Speaker
Description
Density Functional Theory (DFT) is one of the most successful methods for computing ground-state properties of molecules and materials. In its purest form ("orbital-free DFT"), it transforms a $3N$-dimensional interacting electron problem into one 3D integro-differential problem at the cost of approximating two functionals of the electron density $n(\mathbf{r})$, one of them being for the kinetic energy $T_s[n]$. Accurate approximations for this functional are currently missing, and in particular non-local contributions must be considered.
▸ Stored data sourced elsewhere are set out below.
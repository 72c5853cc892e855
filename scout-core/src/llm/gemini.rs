//! Google Gemini provider (`generateContent` REST endpoint).

use super::{LlmError, LlmProvider};
use async_trait::async_trait;
use reqwest::header::{HeaderMap, RETRY_AFTER};
use serde::{Deserialize, Serialize};

/// Gemini API provider.
#[derive(Debug)]
pub struct GeminiProvider {
    api_key: String,
    model: String,
    base_url: String,
    client: reqwest::Client,
}

impl GeminiProvider {
    /// Create a new GeminiProvider for `model` served under `base_url`.
    pub fn new(api_key: String, model: String, base_url: String) -> Self {
        Self {
            api_key,
            model,
            base_url,
            client: reqwest::Client::new(),
        }
    }

    fn endpoint(&self) -> String {
        format!("{}/models/{}:generateContent", self.base_url, self.model)
    }
}

#[derive(Debug, Serialize)]
struct GenerateContentRequest<'a> {
    contents: Vec<Content<'a>>,
}

#[derive(Debug, Serialize)]
struct Content<'a> {
    role: &'static str,
    parts: Vec<RequestPart<'a>>,
}

#[derive(Debug, Serialize)]
struct RequestPart<'a> {
    text: &'a str,
}

#[derive(Debug, Deserialize)]
#[serde(rename_all = "camelCase")]
struct GenerateContentResponse {
    #[serde(default)]
    candidates: Vec<Candidate>,
    #[serde(default)]
    prompt_feedback: Option<PromptFeedback>,
}

#[derive(Debug, Deserialize)]
#[serde(rename_all = "camelCase")]
struct Candidate {
    #[serde(default)]
    content: Option<CandidateContent>,
    #[serde(default)]
    finish_reason: Option<String>,
}

#[derive(Debug, Deserialize)]
struct CandidateContent {
    #[serde(default)]
    parts: Vec<ResponsePart>,
}

#[derive(Debug, Deserialize)]
struct ResponsePart {
    #[serde(default)]
    text: Option<String>,
}

#[derive(Debug, Deserialize)]
#[serde(rename_all = "camelCase")]
struct PromptFeedback {
    #[serde(default)]
    block_reason: Option<String>,
}

/// Error envelope returned by Google APIs.
#[derive(Debug, Deserialize)]
struct GeminiErrorResponse {
    error: GeminiApiError,
}

#[derive(Debug, Deserialize)]
struct GeminiApiError {
    message: String,
    #[serde(default)]
    status: Option<String>,
}

/// Pull the completion text out of a successful response body.
fn extract_text(body: &str) -> Result<String, LlmError> {
    let response: GenerateContentResponse =
        serde_json::from_str(body).map_err(|e| LlmError::ParseError(e.to_string()))?;

    if let Some(reason) = response
        .prompt_feedback
        .and_then(|feedback| feedback.block_reason)
    {
        return Err(LlmError::ParseError(format!(
            "Prompt blocked by model: {}",
            reason
        )));
    }

    let candidate = response
        .candidates
        .into_iter()
        .next()
        .ok_or_else(|| LlmError::ParseError("No candidates in response".to_string()))?;

    let text: String = candidate
        .content
        .map(|c| c.parts.into_iter().filter_map(|p| p.text).collect())
        .unwrap_or_default();

    if text.is_empty() {
        let reason = candidate.finish_reason.unwrap_or_else(|| "unknown".to_string());
        return Err(LlmError::ParseError(format!(
            "No text content in response (finish reason: {})",
            reason
        )));
    }

    Ok(text)
}

/// Turn a non-success body into an API error, preferring Google's message.
fn api_error(status: u16, body: String) -> LlmError {
    match serde_json::from_str::<GeminiErrorResponse>(&body) {
        Ok(error_response) => {
            let message = match error_response.error.status {
                Some(code) => format!("{}: {}", code, error_response.error.message),
                None => error_response.error.message,
            };
            LlmError::ApiError { status, message }
        }
        Err(_) => LlmError::ApiError {
            status,
            message: body,
        },
    }
}

/// Map a response status to an error, or `None` for success.
///
/// 429 becomes `RateLimited` carrying `Retry-After` when it holds whole seconds.
fn status_error(status: u16, headers: &HeaderMap, body: &str) -> Option<LlmError> {
    if status == 429 {
        let retry_after_secs = headers
            .get(RETRY_AFTER)
            .and_then(|v| v.to_str().ok())
            .and_then(|v| v.trim().parse().ok());
        return Some(LlmError::RateLimited { retry_after_secs });
    }

    if !(200..300).contains(&status) {
        return Some(api_error(status, body.to_string()));
    }

    None
}

#[async_trait]
impl LlmProvider for GeminiProvider {
    async fn complete(&self, prompt: &str) -> Result<String, LlmError> {
        let request = GenerateContentRequest {
            contents: vec![Content {
                role: "user",
                parts: vec![RequestPart { text: prompt }],
            }],
        };

        tracing::debug!(model = %self.model, "Calling Gemini API");

        let response = self
            .client
            .post(self.endpoint())
            .header("x-goog-api-key", &self.api_key)
            .json(&request)
            .send()
            .await
            .map_err(|e| LlmError::RequestFailed(e.to_string()))?;

        let status = response.status().as_u16();
        let headers = response.headers().clone();

        let body = response
            .text()
            .await
            .map_err(|e| LlmError::RequestFailed(e.to_string()))?;

        if let Some(err) = status_error(status, &headers, &body) {
            return Err(err);
        }

        extract_text(&body)
    }

    fn provider_name(&self) -> &'static str {
        "gemini"
    }

    fn model_name(&self) -> &str {
        &self.model
    }
}

#[cfg(test)]
mod tests {
    use super::*;
    use reqwest::header::HeaderValue;

    #[test]
    fn test_endpoint() {
        let provider = GeminiProvider::new(
            "key".to_string(),
            "gemini-1.5-pro-002".to_string(),
            "https://generativelanguage.googleapis.com/v1beta".to_string(),
        );
        assert_eq!(
            provider.endpoint(),
            "https://generativelanguage.googleapis.com/v1beta/models/gemini-1.5-pro-002:generateContent"
        );
    }

    #[test]
    fn test_request_shape() {
        let request = GenerateContentRequest {
            contents: vec![Content {
                role: "user",
                parts: vec![RequestPart { text: "hi" }],
            }],
        };
        assert_eq!(
            serde_json::to_value(&request).unwrap(),
            serde_json::json!({"contents": [{"role": "user", "parts": [{"text": "hi"}]}]})
        );
    }

    #[test]
    fn test_extract_text_joins_parts() {
        let body = r#"{
            "candidates": [{
                "content": {"role": "model", "parts": [{"text": "Jenkins\n"}, {"text": "GitLab CI"}]},
                "finishReason": "STOP"
            }]
        }"#;
        assert_eq!(extract_text(body).unwrap(), "Jenkins\nGitLab CI");
    }

    #[test]
    fn test_extract_text_blocked_prompt() {
        let body = r#"{"promptFeedback": {"blockReason": "SAFETY"}}"#;
        let err = extract_text(body).unwrap_err();
        assert!(err.to_string().contains("SAFETY"));
    }

    #[test]
    fn test_extract_text_no_content() {
        let body = r#"{"candidates": [{"finishReason": "MAX_TOKENS"}]}"#;
        let err = extract_text(body).unwrap_err();
        assert!(err.to_string().contains("MAX_TOKENS"));

        let err = extract_text(r#"{"candidates": []}"#).unwrap_err();
        assert!(matches!(err, LlmError::ParseError(_)));
    }

    #[test]
    fn test_api_error_envelope() {
        let body = r#"{"error": {"code": 400, "message": "API key not valid.", "status": "INVALID_ARGUMENT"}}"#;
        match api_error(400, body.to_string()) {
            LlmError::ApiError { status, message } => {
                assert_eq!(status, 400);
                assert_eq!(message, "INVALID_ARGUMENT: API key not valid.");
            }
            other => panic!("unexpected error: {:?}", other),
        }
    }

    #[test]
    fn test_status_error_rate_limited() {
        let mut headers = HeaderMap::new();
        headers.insert(RETRY_AFTER, HeaderValue::from_static("30"));
        assert!(matches!(
            status_error(429, &headers, ""),
            Some(LlmError::RateLimited {
                retry_after_secs: Some(30)
            })
        ));

        assert!(matches!(
            status_error(429, &HeaderMap::new(), "quota exceeded"),
            Some(LlmError::RateLimited {
                retry_after_secs: None
            })
        ));
    }

    #[test]
    fn test_status_error_http_date_retry_after_is_ignored() {
        let mut headers = HeaderMap::new();
        headers.insert(
            RETRY_AFTER,
            HeaderValue::from_static("Wed, 21 Oct 2015 07:28:00 GMT"),
        );
        assert!(matches!(
            status_error(429, &headers, ""),
            Some(LlmError::RateLimited {
                retry_after_secs: None
            })
        ));
    }

    #[test]
    fn test_status_error_server_error() {
        let body = r#"{"error": {"code": 500, "message": "Internal error encountered.", "status": "INTERNAL"}}"#;
        match status_error(500, &HeaderMap::new(), body) {
            Some(LlmError::ApiError { status, message }) => {
                assert_eq!(status, 500);
                assert_eq!(message, "INTERNAL: Internal error encountered.");
            }
            other => panic!("unexpected result: {:?}", other),
        }
    }

    #[test]
    fn test_status_error_success() {
        assert!(status_error(200, &HeaderMap::new(), "{}").is_none());
    }

    #[test]
    fn test_api_error_raw_body() {
        match api_error(502, "upstream down".to_string()) {
            LlmError::ApiError { message, .. } => assert_eq!(message, "upstream down"),
            other => panic!("unexpected error: {:?}", other),
        }
    }
}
Since ML approaches are good at handling non-locality and complex functional relationships, we started with a Fully-connected Neural Network (FNN) to model a semi-local expression for $T_s[n]$. FNN is simple but suitable for the purposes of maintaining the semi-local functional efficiency (linear scaling with the number of grid points) and achieve linear scaling for orbital-free DFT. We then further introduced exact physical conditions into the cost function and observed excellent agreement with exact kinetic energies in a 2-electron model system. Also, to include non-local information during the training for homonuclear diatomic molecules, we used additional information from the isolated atoms (such as their kinetic energy densities) and obtained energies that were comparable to those from the best semi-local analytical functionals (APBEK and rAPBEK) for a wide range of organic molecules.